Task |
Two lines in the data below mark the range: the one with "filename src/repositories/user_store.rs" and the one with "the confirmed-user listing.". Return both, along with every line between them, exactly.

Input for this task |

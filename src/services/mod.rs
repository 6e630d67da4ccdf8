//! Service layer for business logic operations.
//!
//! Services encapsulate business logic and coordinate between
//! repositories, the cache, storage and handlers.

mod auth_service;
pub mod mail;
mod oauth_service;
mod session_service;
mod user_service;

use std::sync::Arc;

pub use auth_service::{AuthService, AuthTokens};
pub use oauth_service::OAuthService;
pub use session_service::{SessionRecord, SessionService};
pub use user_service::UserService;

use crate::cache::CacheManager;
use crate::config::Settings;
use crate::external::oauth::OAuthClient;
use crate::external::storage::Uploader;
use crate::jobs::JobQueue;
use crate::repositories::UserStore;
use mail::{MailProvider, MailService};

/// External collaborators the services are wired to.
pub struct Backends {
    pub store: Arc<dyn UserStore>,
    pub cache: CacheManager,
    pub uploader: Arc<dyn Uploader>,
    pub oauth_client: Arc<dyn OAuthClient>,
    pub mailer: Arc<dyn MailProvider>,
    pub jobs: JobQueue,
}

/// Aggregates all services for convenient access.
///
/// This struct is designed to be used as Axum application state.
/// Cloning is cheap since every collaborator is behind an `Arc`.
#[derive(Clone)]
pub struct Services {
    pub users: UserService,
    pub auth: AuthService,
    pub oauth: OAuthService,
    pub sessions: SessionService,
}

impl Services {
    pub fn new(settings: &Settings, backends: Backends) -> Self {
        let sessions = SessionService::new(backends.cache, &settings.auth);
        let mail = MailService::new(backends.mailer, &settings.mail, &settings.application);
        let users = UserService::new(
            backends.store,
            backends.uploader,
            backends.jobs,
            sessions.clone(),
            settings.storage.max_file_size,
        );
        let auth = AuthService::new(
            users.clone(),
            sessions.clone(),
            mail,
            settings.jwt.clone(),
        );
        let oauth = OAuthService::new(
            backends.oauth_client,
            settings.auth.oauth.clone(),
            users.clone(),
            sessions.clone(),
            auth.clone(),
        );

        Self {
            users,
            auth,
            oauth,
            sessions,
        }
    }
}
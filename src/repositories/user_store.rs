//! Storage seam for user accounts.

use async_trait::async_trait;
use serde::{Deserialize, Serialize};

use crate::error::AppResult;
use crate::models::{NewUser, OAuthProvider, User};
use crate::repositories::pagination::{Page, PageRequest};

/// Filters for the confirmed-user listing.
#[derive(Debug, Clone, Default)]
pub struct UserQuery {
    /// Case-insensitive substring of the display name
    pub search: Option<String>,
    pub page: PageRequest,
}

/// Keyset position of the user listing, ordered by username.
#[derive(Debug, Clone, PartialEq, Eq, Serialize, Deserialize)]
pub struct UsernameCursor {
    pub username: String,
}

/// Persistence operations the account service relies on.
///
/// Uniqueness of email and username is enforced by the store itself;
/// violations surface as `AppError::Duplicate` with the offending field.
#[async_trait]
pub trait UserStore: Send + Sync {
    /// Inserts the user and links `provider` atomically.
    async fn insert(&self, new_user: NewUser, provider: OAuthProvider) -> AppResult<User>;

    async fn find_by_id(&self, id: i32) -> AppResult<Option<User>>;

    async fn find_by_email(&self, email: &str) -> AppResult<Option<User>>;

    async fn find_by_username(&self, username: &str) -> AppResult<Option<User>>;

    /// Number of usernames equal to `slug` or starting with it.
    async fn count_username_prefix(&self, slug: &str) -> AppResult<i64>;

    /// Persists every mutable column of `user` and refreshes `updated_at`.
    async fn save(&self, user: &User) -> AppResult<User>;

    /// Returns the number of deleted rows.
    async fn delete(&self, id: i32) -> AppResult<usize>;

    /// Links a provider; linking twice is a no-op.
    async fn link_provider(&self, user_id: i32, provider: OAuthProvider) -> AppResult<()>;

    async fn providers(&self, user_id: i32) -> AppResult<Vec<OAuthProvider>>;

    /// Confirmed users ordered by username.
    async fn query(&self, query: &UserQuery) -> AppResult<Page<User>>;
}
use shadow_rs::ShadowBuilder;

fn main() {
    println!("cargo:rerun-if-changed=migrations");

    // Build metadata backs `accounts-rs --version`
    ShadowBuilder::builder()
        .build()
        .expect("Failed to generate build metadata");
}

--

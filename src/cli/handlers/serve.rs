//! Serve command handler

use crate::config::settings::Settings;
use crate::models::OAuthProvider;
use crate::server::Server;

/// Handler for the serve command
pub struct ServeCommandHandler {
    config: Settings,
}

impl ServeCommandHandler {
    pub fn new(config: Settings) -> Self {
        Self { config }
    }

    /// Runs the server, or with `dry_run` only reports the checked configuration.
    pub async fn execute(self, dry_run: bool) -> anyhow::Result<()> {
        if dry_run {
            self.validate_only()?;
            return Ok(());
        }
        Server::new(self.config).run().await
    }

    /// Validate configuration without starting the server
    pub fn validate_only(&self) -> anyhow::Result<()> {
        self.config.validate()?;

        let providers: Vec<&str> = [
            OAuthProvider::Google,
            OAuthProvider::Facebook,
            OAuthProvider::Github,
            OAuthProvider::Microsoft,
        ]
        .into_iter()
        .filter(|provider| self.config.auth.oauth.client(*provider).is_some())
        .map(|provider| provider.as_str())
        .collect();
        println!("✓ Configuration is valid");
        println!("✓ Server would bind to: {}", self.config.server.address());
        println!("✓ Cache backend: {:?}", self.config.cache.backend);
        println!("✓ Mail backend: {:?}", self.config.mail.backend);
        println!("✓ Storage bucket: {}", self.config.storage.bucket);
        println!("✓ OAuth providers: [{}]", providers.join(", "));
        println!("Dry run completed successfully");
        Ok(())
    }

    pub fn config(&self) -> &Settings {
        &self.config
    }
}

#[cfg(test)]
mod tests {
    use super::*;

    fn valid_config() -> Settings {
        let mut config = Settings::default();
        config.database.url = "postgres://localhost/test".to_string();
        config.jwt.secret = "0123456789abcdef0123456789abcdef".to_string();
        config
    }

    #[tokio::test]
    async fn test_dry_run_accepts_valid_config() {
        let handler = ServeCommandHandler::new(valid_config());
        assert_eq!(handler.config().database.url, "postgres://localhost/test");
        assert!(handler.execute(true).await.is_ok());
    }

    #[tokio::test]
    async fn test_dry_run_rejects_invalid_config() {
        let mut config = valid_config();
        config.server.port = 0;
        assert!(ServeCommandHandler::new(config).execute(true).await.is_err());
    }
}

---

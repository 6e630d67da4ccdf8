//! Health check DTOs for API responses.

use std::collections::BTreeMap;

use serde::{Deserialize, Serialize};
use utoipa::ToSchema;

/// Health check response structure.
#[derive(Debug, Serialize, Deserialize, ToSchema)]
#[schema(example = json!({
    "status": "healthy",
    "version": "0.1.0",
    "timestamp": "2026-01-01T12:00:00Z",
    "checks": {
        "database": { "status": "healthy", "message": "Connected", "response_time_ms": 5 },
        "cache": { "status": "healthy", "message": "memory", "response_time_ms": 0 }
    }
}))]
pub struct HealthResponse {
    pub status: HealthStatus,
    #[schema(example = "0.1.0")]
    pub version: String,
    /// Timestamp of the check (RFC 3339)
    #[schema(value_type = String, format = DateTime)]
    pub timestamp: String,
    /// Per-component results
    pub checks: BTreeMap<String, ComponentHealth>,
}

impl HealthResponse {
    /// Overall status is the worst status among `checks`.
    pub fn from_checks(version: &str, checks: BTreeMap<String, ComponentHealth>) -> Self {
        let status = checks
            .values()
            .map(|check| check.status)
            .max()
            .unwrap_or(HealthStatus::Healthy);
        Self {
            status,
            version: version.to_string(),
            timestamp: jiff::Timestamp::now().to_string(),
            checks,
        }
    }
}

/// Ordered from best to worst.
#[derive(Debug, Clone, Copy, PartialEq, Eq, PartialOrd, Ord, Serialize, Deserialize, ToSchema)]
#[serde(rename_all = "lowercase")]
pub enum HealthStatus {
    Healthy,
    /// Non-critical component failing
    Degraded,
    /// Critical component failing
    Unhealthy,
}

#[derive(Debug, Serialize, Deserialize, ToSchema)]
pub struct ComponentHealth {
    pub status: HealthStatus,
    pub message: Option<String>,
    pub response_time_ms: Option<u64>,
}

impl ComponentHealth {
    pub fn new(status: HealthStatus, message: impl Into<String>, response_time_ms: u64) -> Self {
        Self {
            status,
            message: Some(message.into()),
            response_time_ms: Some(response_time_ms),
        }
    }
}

Solution to the exercise |
filename src/repositories/user_store.rs
//! Storage seam for user accounts.

use async_trait::async_trait;
use serde::{Deserialize, Serialize};

use crate::error::AppResult;
use crate::models::{NewUser, OAuthProvider, User};
use crate::repositories::pagination::{Page, PageRequest};

/// Filters for the confirmed-user listing.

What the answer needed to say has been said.